И вот эту-то картину как раз и хвалит взахлеб реакционная критика. Как завидно дружен хор восхвалений, хор, состоящий из голосов весьма одиозных личностей — Осипа Сенковского, Фаддея Булгарина, Нестора Кукольника. Как тут было не растеряться сбившемуся с пути художнику! Кукольник, благодаря тесному приятельству с Брюлловым считавший себя человеком, в изящных искусствах весьма осведомленным, в 1843 году пишет статью, посвященную «Последнему дню Помпеи». В ней он говорит об упадке русской живописи ко времени появления в России брюлловского шедевра, поминает угасающее творчество Шебуева и Егорова и ни одним словом не одаряет тогдашнее творчество Венецианова, словно такого мастера и не было в отечественном искусстве. И тот же Кукольник три года спустя в сборнике «Картины русской живописи» помещает длинный рассказ «Старостиха Меланья», написанный по мотивам «Причащения умирающей», самого немощного из всех созданий Венецианова. Рассказ, по правде говоря, к самой картине имеет весьма отдаленное касательство. В нем автор воскрешает героический образ русской старостихи эпохи Отечественной войны Меланьи, которая заболела от того, что Москву сдали французам, и дала обет молчания, покуда Наполеона не прогонят с русской земли. Намерение Кукольника весьма прозрачно светится сквозь его выспреннее повествование: он хочет, он хотел бы воскресить в народе в пору сумрачных 1840-х годов героические идеалы, патриотические чувства, владевшие всеми русскими в годы войны с Наполеоном. Тщетная попытка. Героический патриотизм по отношению к чему — к николаевской империи? Империи того периода, что лежал между разгромом декабристов и вот-вот готовой разыграться трагедией петрашевцев и падением Севастополя? Того периода, который Герцен назвал «моровой полосой» в жизни России?
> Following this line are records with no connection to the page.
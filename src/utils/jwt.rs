// src/utils/jwt.rs

use std::time::{SystemTime, UNIX_EPOCH};

use axum::{
    body::Body,
    extract::State,
    http::{Request, header},
    middleware::Next,
    response::Response,
};
use jsonwebtoken::{DecodingKey, EncodingKey, Header, Validation, decode, encode};
use serde::{Deserialize, Serialize};

use crate::models::user::{Identity, ROLE_ADMIN, User};
use crate::{config::Config, error::AppError};

/// API token claims.
#[derive(Debug, Deserialize, Serialize, Clone)]
pub struct Claims {
    /// Subject - stores the user id issued by the identity provider.
    pub sub: String,
    pub email: String,
    /// Effective role at sign-in time ('user' or 'admin').
    pub role: String,
    /// Expiration time as Unix timestamp.
    pub exp: usize,
}

/// Claims of the provider-signed identity token presented at sign-in.
/// The OAuth handshake itself happens outside this service; we only verify
/// the resulting assertion.
#[derive(Debug, Deserialize, Serialize, Clone)]
pub struct IdentityClaims {
    pub sub: String,
    pub email: String,
    pub name: String,
    #[serde(default)]
    pub picture: Option<String>,
    pub exp: usize,
}

fn expiry(seconds: u64) -> Result<usize, AppError> {
    let now = SystemTime::now()
        .duration_since(UNIX_EPOCH)
        .map_err(|e| AppError::Internal(e.to_string()))?
        .as_secs() as usize;
    Ok(now + seconds as usize)
}

/// Signs a new API token for the user with their effective role.
pub fn sign_jwt(
    user: &User,
    role: &str,
    secret: &str,
    expiration_seconds: u64,
) -> Result<String, AppError> {
    let claims = Claims {
        sub: user.id.clone(),
        email: user.email.clone(),
        role: role.to_owned(),
        exp: expiry(expiration_seconds)?,
    };

    encode(
        &Header::default(),
        &claims,
        &EncodingKey::from_secret(secret.as_bytes()),
    )
    .map_err(|e| AppError::Internal(e.to_string()))
}

/// Verifies and decodes an API token.
pub fn verify_jwt(token: &str, secret: &str) -> Result<Claims, AppError> {
    let token_data = decode::<Claims>(
        token,
        &DecodingKey::from_secret(secret.as_bytes()),
        &Validation::default(),
    )
    .map_err(|_| AppError::Auth("Invalid token".to_string()))?;

    Ok(token_data.claims)
}

/// Issues a provider-style identity assertion. Used by the tests and by
/// tooling standing in for the identity gateway.
pub fn sign_identity_token(
    identity: &Identity,
    secret: &str,
    expiration_seconds: u64,
) -> Result<String, AppError> {
    let claims = IdentityClaims {
        sub: identity.id.clone(),
        email: identity.email.clone(),
        name: identity.name.clone(),
        picture: identity.image.clone(),
        exp: expiry(expiration_seconds)?,
    };

    encode(
        &Header::default(),
        &claims,
        &EncodingKey::from_secret(secret.as_bytes()),
    )
    .map_err(|e| AppError::Internal(e.to_string()))
}

/// Verifies the identity assertion presented at sign-in.
pub fn verify_identity_token(token: &str, secret: &str) -> Result<IdentityClaims, AppError> {
    let token_data = decode::<IdentityClaims>(
        token,
        &DecodingKey::from_secret(secret.as_bytes()),
        &Validation::default(),
    )
    .map_err(|_| AppError::Auth("Invalid identity token".to_string()))?;

    Ok(token_data.claims)
}

/// Axum Middleware: Authentication.
///
/// Validates the 'Authorization: Bearer <token>' header and injects `Claims`
/// into the request extensions for handlers to use.
pub async fn auth_middleware(
    State(config): State<Config>,
    mut req: Request<Body>,
    next: Next,
) -> Result<Response, AppError> {
    let auth_header = req
        .headers()
        .get(header::AUTHORIZATION)
        .and_then(|value| value.to_str().ok());

    let token = match auth_header {
        Some(header) if header.starts_with("Bearer ") => &header[7..],
        _ => return Err(AppError::Auth("Missing bearer token".to_string())),
    };

    let claims = verify_jwt(token, &config.jwt_secret)?;
    req.extensions_mut().insert(claims);
    Ok(next.run(req).await)
}

/// Axum Middleware: Admin Authorization.
///
/// Must be used AFTER `auth_middleware`. Admits the 'admin' role, and any
/// allow-listed e-mail regardless of the stored role.
pub async fn admin_middleware(
    State(config): State<Config>,
    req: Request<Body>,
    next: Next,
) -> Result<Response, AppError> {
    let claims = req
        .extensions()
        .get::<Claims>()
        .ok_or_else(|| AppError::Auth("Missing credentials".to_string()))?;

    if claims.role != ROLE_ADMIN && !config.is_allowlisted_admin(&claims.email) {
        return Err(AppError::Permission("Admin access required".to_string()));
    }

    Ok(next.run(req).await)
}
Ведь 1840-е годы, последнее десятилетие жизни Венецианова, — одна из самых мрачных страниц русской истории. И в экономике, и в политике, и в нравственном состоянии общества. Торговые кризисы. Неурожаи. То там, то здесь по всей огромной стране вспыхивающие эпидемии холеры. Небывалый размах взяточничества, растрат, хищений из государственной казны. Осторожный либерал цензор Никитенко свидетельствует в «Дневнике»: «Ум и плутовство — синонимы. Слова: честный человек означают у нас простака, близкого к глупцу, то же, что понятия о чести, о справедливости считаются или слабоумием, или признаком романтической восторженности. <…> Наша жизнь и общество в противоборстве со всеми великими идеями и истинами, когда всякое покушение осуществить какую-нибудь мысль о справедливости, о добре, о пользе общей клеймится и преследуется как преступление. <…> К чему воспитывать в себе благородные стремления: ведь рано или поздно все равно придется пристать к массе, чтобы не сделаться жертвою». Несколько позднее еще откровеннее выскажется о своей эпохе Тютчев. В письме жене он напишет, что не может отделаться от ощущения человека, запертого в карете, которая «катится по все более и более наклонной плоскости», и вдруг замечающего, что «на козлах нет кучера»… Тютчев не устает возмущаться «глупостью, подлостью, низостью и нелепостью» правительственных кругов, а во время русско-турецкой войны, «достойно» завершившей царствование Николая I, — тупостью и бездарностью высшего командования. Вместе с тем он восхищается воодушевлением простых солдат, отмечает особенность «нравственной природы» русского народа в «способности к самоотвержению и самопожертвованию». Самодержавие держалось только с помощью жесточайших преследований всяческого проявления любой живой мысли, с помощью беспощадной цензуры. Но угнетение не осталось безответным: «Велико насилие, но и протест громок», — говорил Герцен. Как никогда еще в истории России, волны крестьянских, солдатских, а затем и рабочих бунтов одна за другой прокатывались по необъятным пространствам державы.
Удивительно ли, что в такой обстановке откровенного насилия, всеобщей лжи творить было тяжело каждому честному человеку. Вдвойне трудно приходилось Венецианову. И потому, что по складу своей натуры он был певцом жизнеутверждения и светлых идеалов, и потому, что, будучи человеком до старости наивным и простодушным, несколько провинциальным, он не обладал настолько глубоким философским умом, чтобы трезво оценить ситуацию, разобраться в истинных причинах происходящего. Он на время запутался, перестал различать черное и белое, истинное и ложное. Потерял ориентир, по которому смог бы выровнять свой дальнейший путь. В течение ряда лет он то и дело хватается за темы, чуждые его природе, его художническому складу. И с невероятной болью и несвойственной ему прежде обидчивостью переживает неизбежные — конечно, это нам сегодня так отчетливо видна их неизбежность — неудачи.